2005-09-11 Thread Josh Chamas

Kishore Jalleda wrote:

Hi All,
  We have a production Database, running mysql 4.0.17 , on a
Poweredge 2650 with 3 GB RAM, and dual Xeon 2.4 GHZ, the server
averages between 100 and 200 qps ( ,also and the CPU/MEM load is
pretty low and is extremely fast except for once in a while may be 1
in 1 queries take mote than 3 seconds to execute
(slow_query_time), and the status of the query is always writing to
net

Initially the NIC was an Intel 10/100, then the slow queries were a
lot more, then I started using the Broadcom Gigabit port that comes
with the 2650, and recently I also started load balancing the traffic
between the two Broadcomm NIC'S using the Basp Module, so that I
effectively have a 200 MBPS full duplex link( the switch connected has
only FE ports), with this setting the slow queries have decreased a
lot, but they do come up once in a while..

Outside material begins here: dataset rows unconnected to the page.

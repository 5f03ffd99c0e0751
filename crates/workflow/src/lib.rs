//! Workflow execution core for the DGX engine.
//!
//! Interprets a declarative workflow definition: per-step selector
//! resolution, retry with exponential backoff, per-attempt timeouts,
//! cooperative cancellation, nested control flow (`if`, `foreach`,
//! `retry`) and batched step telemetry with observer fan-out.

pub mod context;
pub mod dsl;
pub mod env;
pub mod errors;
pub mod handlers;
pub mod scheduler;
pub mod telemetry;
pub mod template;
pub mod timing;
pub mod validate;

pub use context::*;
pub use dsl::*;
pub use env::*;
pub use errors::*;
pub use handlers::{HandlerRegistry, StepExecution, StepHandler, StepResult, StepResultStatus, StepToolkit};
pub use scheduler::*;
pub use telemetry::*;
pub use template::render_template;
pub use timing::*;
pub use validate::*;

There is no lock time in any of them, I have tried using both InnoDB
and MyISAM, but they dont seem to go away, so I was wondering why
there are still few queries which still have writing to Net in the
status line and sometimes take 30-50 seconds to execute, note that if
the queries are run in any mysql client they run in less than 0.005
seconds, so I am pretty sure its the network thats the bottleneck, and
buying a Gigabit capable switch is not an option now, also sometimes
the traffic on the server goes upto 35MBPS.

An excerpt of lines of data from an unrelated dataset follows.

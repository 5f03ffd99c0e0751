//! The workflow scheduler.
//!
//! Walks a definition in order: per-step timing resolution, pre-step
//! selector resolution, retry with exponential backoff, a per-attempt
//! timeout race that aborts the handler's token, and nested control flow
//! executed inline. Every step emits exactly one `pending`, at least one
//! `attempt`, and exactly one terminal event.

use std::sync::Arc;
use std::time::Duration;

use async_recursion::async_recursion;
use chrono::Utc;
use serde_json::Value;
use tokio::time::Instant;
use tokio_util::sync::CancellationToken;
use tracing::{debug, warn};

use dgx_core_types::{RunId, WorkflowId};
use dgx_telemetry::collapse_whitespace;

use crate::context::{SetOptions, WorkflowContext};
use crate::dsl::{Condition, RetryPolicy, StepKind, WorkflowDefinition, WorkflowStep};
use crate::errors::{FlowError, StepError, StepErrorReason};
use crate::handlers::{HandlerRegistry, StepExecution, StepResultStatus, StepToolkit};
use crate::telemetry::{RunEvent, RunPhase, StepStatus, StepTelemetryEvent, TelemetryHub};
use crate::timing::{backoff_delay, effective_timing, EffectiveTiming};
use crate::validate::{has_errors, validate_definition};

/// Caller-evaluated `expression` conditions.
pub trait ConditionEvaluator: Send + Sync {
    fn evaluate(&self, expression: &str, context_snapshot: &Value) -> Result<bool, String>;
}

/// Final run status.
#[derive(Debug, Clone, Copy, PartialEq, Eq)]
pub enum RunStatus {
    Success,
    Failed,
    Cancelled,
}

impl RunStatus {
    pub fn as_str(&self) -> &'static str {
        match self {
            RunStatus::Success => "success",
            RunStatus::Failed => "failed",
            RunStatus::Cancelled => "cancelled",
        }
    }
}

/// Outcome of one run.
#[derive(Debug)]
pub struct WorkflowRunOutcome {
    pub status: RunStatus,
    pub started_at: chrono::DateTime<Utc>,
    pub finished_at: chrono::DateTime<Utc>,
    pub completed_steps: usize,
    pub error: Option<StepError>,
    pub context_snapshot: Value,
}

/// Run configuration.
pub struct RunOptions {
    pub handlers: Arc<HandlerRegistry>,
    pub toolkit: Arc<StepToolkit>,
    pub telemetry: Arc<TelemetryHub>,
    pub context: Option<WorkflowContext>,
    /// JSON object merged into the context before the first step.
    pub initial_context: Option<Value>,
    pub run_id: Option<RunId>,
    pub timing_overrides: crate::dsl::WorkflowDefaults,
    pub cancel: CancellationToken,
    /// Start even when validation reports errors.
    pub allow_invalid: bool,
    pub condition_evaluator: Option<Arc<dyn ConditionEvaluator>>,
}

impl RunOptions {
    pub fn new(
        handlers: Arc<HandlerRegistry>,
        toolkit: Arc<StepToolkit>,
        telemetry: Arc<TelemetryHub>,
    ) -> Self {
        Self {
            handlers,
            toolkit,
            telemetry,
            context: None,
            initial_context: None,
            run_id: None,
            timing_overrides: Default::default(),
            cancel: CancellationToken::new(),
            allow_invalid: false,
            condition_evaluator: None,
        }
    }
}

struct RunState {
    run_id: RunId,
    workflow_id: WorkflowId,
    handlers: Arc<HandlerRegistry>,
    toolkit: Arc<StepToolkit>,
    telemetry: Arc<TelemetryHub>,
    context: WorkflowContext,
    timing_overrides: crate::dsl::WorkflowDefaults,
    defaults: crate::dsl::WorkflowDefaults,
    cancel: CancellationToken,
    condition_evaluator: Option<Arc<dyn ConditionEvaluator>>,
    step_counter: usize,
    completed_steps: usize,
}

So why is mysql not sending the results back to the client and
sometimes waiting soo long, also while mysql is waiting for a long
query( in the Writing to Net status)  hundreds of other queries are
executed extrelmely fast.

I am not very familiar with how mysql handles network packets, and why
its holding back ...



If the network is a bottleneck, certainly this could result in
long Writing to Net status.  One could imagine network congestion
causing repeated TCP/IP retries, etc.  It might just be that your
server is heavily loaded and certain threads are not getting enough
resources to finish processing.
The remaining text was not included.